Dataset items:
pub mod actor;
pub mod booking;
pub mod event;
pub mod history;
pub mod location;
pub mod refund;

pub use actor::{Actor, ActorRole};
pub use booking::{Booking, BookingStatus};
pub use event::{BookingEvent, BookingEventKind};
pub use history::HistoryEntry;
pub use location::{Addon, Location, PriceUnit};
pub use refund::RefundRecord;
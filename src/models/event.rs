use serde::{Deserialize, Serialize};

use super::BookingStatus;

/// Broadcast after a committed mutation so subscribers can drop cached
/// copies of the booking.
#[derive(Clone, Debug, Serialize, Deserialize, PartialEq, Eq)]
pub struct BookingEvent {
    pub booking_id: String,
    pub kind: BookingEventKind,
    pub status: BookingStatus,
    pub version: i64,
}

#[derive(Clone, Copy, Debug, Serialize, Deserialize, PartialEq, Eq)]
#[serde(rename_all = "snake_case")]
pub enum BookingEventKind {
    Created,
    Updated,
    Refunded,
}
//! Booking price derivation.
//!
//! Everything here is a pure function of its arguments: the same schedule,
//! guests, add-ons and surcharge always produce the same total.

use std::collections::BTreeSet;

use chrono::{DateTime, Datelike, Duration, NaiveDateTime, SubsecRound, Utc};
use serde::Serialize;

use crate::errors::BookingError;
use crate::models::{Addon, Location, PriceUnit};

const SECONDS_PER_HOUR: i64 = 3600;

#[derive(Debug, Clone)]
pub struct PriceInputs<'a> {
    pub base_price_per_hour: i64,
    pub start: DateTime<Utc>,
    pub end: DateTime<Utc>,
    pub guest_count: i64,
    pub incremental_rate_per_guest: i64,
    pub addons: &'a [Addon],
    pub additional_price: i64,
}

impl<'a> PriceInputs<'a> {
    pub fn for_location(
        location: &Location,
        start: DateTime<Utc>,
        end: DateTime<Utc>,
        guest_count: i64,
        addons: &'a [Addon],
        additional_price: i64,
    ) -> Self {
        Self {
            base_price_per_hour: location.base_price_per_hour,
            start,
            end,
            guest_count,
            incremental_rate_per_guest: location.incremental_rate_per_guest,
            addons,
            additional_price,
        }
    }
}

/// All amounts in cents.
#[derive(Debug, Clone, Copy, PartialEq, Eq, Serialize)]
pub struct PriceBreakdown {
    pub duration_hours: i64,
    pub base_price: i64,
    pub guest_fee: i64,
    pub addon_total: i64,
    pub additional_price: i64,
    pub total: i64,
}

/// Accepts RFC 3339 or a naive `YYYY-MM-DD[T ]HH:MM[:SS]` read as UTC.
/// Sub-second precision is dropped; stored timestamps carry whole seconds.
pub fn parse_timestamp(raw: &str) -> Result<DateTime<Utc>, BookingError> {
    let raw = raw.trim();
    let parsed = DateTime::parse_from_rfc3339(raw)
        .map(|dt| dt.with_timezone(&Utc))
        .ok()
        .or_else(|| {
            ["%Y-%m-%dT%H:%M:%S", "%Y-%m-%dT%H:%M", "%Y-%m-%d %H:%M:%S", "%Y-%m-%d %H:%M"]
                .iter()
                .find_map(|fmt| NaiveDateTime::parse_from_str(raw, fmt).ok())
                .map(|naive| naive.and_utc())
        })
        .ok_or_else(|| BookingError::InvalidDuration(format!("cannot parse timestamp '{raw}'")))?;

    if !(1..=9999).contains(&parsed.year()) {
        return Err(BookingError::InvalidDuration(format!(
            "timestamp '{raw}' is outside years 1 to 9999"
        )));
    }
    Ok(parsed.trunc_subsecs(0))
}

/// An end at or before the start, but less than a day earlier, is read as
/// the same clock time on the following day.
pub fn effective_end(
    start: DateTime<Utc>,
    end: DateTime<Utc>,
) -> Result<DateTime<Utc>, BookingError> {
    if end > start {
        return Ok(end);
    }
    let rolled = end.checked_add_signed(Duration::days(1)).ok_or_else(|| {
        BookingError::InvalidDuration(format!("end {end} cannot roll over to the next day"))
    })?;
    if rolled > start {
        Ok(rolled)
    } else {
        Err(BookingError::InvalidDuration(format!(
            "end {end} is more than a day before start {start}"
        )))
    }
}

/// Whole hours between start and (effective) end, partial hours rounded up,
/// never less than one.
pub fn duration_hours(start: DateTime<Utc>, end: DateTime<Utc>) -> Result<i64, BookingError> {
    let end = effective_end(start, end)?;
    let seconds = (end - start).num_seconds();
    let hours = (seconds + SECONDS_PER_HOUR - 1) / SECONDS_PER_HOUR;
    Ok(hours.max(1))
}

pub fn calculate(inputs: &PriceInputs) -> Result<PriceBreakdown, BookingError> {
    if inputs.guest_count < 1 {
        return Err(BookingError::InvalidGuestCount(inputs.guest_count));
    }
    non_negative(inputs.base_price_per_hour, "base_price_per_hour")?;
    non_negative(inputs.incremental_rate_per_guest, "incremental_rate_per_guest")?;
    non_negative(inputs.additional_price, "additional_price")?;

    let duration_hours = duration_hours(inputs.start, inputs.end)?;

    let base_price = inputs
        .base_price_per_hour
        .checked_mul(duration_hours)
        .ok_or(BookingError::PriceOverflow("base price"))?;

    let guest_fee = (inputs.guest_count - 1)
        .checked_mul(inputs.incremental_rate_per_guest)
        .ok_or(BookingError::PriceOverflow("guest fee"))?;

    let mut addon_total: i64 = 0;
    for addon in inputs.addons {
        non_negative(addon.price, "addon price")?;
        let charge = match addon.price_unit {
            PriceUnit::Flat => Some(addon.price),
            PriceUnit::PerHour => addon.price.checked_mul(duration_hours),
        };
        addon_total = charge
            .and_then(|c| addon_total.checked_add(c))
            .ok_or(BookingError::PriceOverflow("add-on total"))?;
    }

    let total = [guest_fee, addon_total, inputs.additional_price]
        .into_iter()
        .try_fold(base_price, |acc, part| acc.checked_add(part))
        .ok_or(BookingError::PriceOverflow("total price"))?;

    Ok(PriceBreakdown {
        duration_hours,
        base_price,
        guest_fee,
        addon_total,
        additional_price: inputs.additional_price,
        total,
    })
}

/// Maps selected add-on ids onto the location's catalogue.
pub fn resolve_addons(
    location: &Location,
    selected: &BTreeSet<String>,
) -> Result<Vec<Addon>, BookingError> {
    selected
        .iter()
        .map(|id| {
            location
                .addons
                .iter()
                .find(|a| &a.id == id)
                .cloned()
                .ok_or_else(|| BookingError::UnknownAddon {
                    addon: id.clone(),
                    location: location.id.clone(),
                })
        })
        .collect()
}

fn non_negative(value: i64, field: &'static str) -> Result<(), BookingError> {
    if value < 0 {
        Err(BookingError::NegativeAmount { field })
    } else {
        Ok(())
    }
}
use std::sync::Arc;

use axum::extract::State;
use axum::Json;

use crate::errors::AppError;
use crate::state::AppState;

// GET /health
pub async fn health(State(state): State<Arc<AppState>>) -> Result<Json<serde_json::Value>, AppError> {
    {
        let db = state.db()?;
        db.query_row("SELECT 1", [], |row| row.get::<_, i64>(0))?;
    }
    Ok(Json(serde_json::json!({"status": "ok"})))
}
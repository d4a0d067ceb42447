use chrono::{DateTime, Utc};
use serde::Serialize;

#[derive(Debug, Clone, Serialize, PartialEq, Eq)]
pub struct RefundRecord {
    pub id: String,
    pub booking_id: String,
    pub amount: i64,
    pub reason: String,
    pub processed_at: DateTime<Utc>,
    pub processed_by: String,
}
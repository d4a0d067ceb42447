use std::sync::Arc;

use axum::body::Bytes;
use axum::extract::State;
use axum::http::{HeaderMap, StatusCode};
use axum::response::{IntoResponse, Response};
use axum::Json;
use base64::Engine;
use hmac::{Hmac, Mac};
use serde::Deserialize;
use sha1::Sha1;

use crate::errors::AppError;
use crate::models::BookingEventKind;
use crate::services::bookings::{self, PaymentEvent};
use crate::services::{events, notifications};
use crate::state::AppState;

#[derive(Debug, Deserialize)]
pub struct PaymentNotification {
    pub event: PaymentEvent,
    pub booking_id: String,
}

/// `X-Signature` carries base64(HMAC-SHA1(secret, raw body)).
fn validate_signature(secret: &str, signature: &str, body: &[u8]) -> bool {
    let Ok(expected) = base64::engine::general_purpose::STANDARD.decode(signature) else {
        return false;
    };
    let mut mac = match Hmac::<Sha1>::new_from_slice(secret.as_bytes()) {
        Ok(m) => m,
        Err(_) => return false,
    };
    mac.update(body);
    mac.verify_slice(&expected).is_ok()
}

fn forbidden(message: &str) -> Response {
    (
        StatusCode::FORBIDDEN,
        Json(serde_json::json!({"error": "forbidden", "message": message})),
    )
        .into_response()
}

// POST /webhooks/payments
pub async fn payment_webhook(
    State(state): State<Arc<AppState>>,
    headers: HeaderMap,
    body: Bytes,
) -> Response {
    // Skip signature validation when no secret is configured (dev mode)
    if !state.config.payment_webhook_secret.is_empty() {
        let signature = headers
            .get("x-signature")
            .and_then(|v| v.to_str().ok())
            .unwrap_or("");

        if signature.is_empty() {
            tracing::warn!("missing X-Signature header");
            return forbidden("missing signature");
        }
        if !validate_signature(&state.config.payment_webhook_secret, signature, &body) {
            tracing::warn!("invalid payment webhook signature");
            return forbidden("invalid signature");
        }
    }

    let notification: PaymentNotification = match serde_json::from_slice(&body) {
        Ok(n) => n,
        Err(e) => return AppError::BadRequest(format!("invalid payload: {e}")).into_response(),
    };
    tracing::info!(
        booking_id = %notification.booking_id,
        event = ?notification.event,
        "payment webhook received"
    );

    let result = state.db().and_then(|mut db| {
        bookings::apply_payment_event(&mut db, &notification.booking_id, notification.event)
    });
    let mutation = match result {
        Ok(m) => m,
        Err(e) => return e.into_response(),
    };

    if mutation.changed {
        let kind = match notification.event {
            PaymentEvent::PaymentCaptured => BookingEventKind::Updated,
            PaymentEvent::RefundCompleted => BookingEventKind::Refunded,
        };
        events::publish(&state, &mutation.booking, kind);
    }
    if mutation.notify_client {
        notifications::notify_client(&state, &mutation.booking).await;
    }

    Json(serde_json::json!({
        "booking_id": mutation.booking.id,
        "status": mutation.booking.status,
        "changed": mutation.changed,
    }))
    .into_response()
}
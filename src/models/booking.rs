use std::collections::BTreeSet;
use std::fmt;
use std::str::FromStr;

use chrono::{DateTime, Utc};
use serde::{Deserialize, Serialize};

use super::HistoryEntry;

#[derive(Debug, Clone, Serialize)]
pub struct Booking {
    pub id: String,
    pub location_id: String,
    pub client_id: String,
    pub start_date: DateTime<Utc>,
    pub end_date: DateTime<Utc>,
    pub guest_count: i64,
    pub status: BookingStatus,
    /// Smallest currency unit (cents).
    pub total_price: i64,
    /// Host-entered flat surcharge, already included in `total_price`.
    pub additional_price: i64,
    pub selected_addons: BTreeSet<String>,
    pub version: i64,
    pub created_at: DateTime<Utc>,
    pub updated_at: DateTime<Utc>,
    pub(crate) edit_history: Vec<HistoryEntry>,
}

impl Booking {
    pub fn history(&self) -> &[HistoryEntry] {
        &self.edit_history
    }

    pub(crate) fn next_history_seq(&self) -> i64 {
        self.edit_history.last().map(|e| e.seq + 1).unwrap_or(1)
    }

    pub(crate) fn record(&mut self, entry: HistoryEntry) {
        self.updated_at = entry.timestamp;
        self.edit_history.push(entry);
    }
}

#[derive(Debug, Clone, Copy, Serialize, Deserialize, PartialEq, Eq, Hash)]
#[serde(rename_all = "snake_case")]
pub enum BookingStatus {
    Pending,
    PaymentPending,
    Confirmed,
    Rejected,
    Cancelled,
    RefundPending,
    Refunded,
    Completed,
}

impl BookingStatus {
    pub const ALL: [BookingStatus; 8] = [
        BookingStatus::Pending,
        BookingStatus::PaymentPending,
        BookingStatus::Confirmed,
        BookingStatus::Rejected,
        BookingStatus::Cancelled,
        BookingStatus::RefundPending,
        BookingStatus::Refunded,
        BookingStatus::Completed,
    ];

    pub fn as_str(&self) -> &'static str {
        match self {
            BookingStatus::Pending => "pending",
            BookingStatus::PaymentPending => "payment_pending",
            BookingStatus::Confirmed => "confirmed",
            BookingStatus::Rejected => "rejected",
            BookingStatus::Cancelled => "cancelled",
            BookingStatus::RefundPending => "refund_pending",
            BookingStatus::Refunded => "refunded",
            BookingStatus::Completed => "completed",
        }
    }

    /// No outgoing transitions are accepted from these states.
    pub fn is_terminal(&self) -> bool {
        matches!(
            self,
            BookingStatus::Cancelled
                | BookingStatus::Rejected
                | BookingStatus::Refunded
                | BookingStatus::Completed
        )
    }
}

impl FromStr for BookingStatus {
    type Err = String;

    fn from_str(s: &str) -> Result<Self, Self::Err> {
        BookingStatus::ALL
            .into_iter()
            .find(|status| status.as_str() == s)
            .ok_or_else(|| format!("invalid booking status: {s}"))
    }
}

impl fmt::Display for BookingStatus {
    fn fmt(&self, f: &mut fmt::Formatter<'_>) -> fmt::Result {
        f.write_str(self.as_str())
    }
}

> **EXERCISE**:
Every line above with the string "Cancelled" in it needs to be copied.

> **WRITTEN RESPONSE**:
    Cancelled,
        BookingStatus::Cancelled,
            BookingStatus::Cancelled => "cancelled",
            BookingStatus::Cancelled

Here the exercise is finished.